Records for the task |
------------------------------------------------------------------------

//! HTTP listener and logging settings

use serde::Deserialize;
use std::net::SocketAddr;
use std::time::Duration;

use super::error::ValidationError;

/// Deployment environment. Production disables demo seeding and is the only
/// place a live gateway key is accepted.
#[derive(Debug, Clone, Copy, Deserialize, PartialEq, Eq, Default)]
#[serde(rename_all = "lowercase")]
pub enum Environment {
    #[default]
    Development,
    Staging,
    Production,
}

#[derive(Debug, Clone, Deserialize)]
pub struct ServerConfig {
    #[serde(default = "default_host")]
    pub host: String,

    #[serde(default = "default_port")]
    pub port: u16,

    #[serde(default)]
    pub environment: Environment,

    /// `EnvFilter` directive; `RUST_LOG` wins when set
    #[serde(default = "default_log_level")]
    pub log_level: String,

    #[serde(default)]
    pub json_logs: bool,

    /// Bound on time-to-headers. Event streams keep flowing past it.
    #[serde(default = "default_request_timeout")]
    pub request_timeout_secs: u64,

    /// Origin of the checkout frontend. Unset allows any origin.
    pub checkout_origin: Option<String>,
}

impl ServerConfig {
    pub fn socket_addr(&self) -> Result<SocketAddr, ValidationError> {
        format!("{}:{}", self.host, self.port)
            .parse()
            .map_err(|_| ValidationError::InvalidHost)
    }

    pub fn request_timeout(&self) -> Duration {
        Duration::from_secs(self.request_timeout_secs)
    }

    pub fn is_production(&self) -> bool {
        self.environment == Environment::Production
    }

    pub fn validate(&self) -> Result<(), ValidationError> {
        if self.port == 0 {
            return Err(ValidationError::InvalidPort);
        }
        if !(1..=300).contains(&self.request_timeout_secs) {
            return Err(ValidationError::InvalidTimeout("server.request_timeout_secs"));
        }
        if let Some(origin) = &self.checkout_origin {
            if !origin.starts_with("http://") && !origin.starts_with("https://") {
                return Err(ValidationError::InvalidOrigin);
            }
        }
        self.socket_addr().map(|_| ())
    }
}

impl Default for ServerConfig {
    fn default() -> Self {
        Self {
            host: default_host(),
            port: default_port(),
            environment: Environment::default(),
            log_level: default_log_level(),
            json_logs: false,
            request_timeout_secs: default_request_timeout(),
            checkout_origin: None,
        }
    }
}

fn default_host() -> String {
    "0.0.0.0".to_string()
}

fn default_port() -> u16 {
    8080
}

fn default_log_level() -> String {
    "info,club_enrollment=debug,sqlx=warn".to_string()
}

fn default_request_timeout() -> u64 {
    30
}
//! Configuration error types

use thiserror::Error;

/// Errors that can occur during configuration loading
#[derive(Debug, Error)]
pub enum ConfigError {
    #[error("Configuration loading failed: {0}")]
    LoadError(#[from] config::ConfigError),

    #[error("Validation failed: {0}")]
    ValidationFailed(#[from] ValidationError),
}

/// Errors that can occur during configuration validation
#[derive(Debug, Error, PartialEq, Eq)]
pub enum ValidationError {
    #[error("Invalid port number")]
    InvalidPort,

    #[error("Host and port do not form a socket address")]
    InvalidHost,

    #[error("Checkout origin must start with http:// or https://")]
    InvalidOrigin,

    #[error("Invalid timeout: {0}")]
    InvalidTimeout(&'static str),

    #[error("Invalid database URL format")]
    InvalidDatabaseUrl,

    #[error("Pool needs at least one connection")]
    InvalidPoolSize,

    #[error("Pool size exceeds maximum allowed (100)")]
    PoolSizeTooLarge,

    #[error("Invalid Stripe API key format")]
    InvalidStripeKey,

    #[error("Live Stripe key used outside production")]
    LiveKeyOutsideProduction,

    #[error("Currency must be a three-letter ISO code")]
    InvalidCurrency,

    #[error("Invalid gateway base URL")]
    InvalidGatewayUrl,

    #[error("Retry attempts exceed maximum allowed (3)")]
    TooManyRetries,

    #[error("Free-path bucket must be between 1 and 3600 seconds")]
    InvalidFreeBucket,
}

------------------------------------------------------------------------

The problem |
Of the entries above, tally the lines with "InvalidOrigin" in them. Only the total should be given.

Your response |
2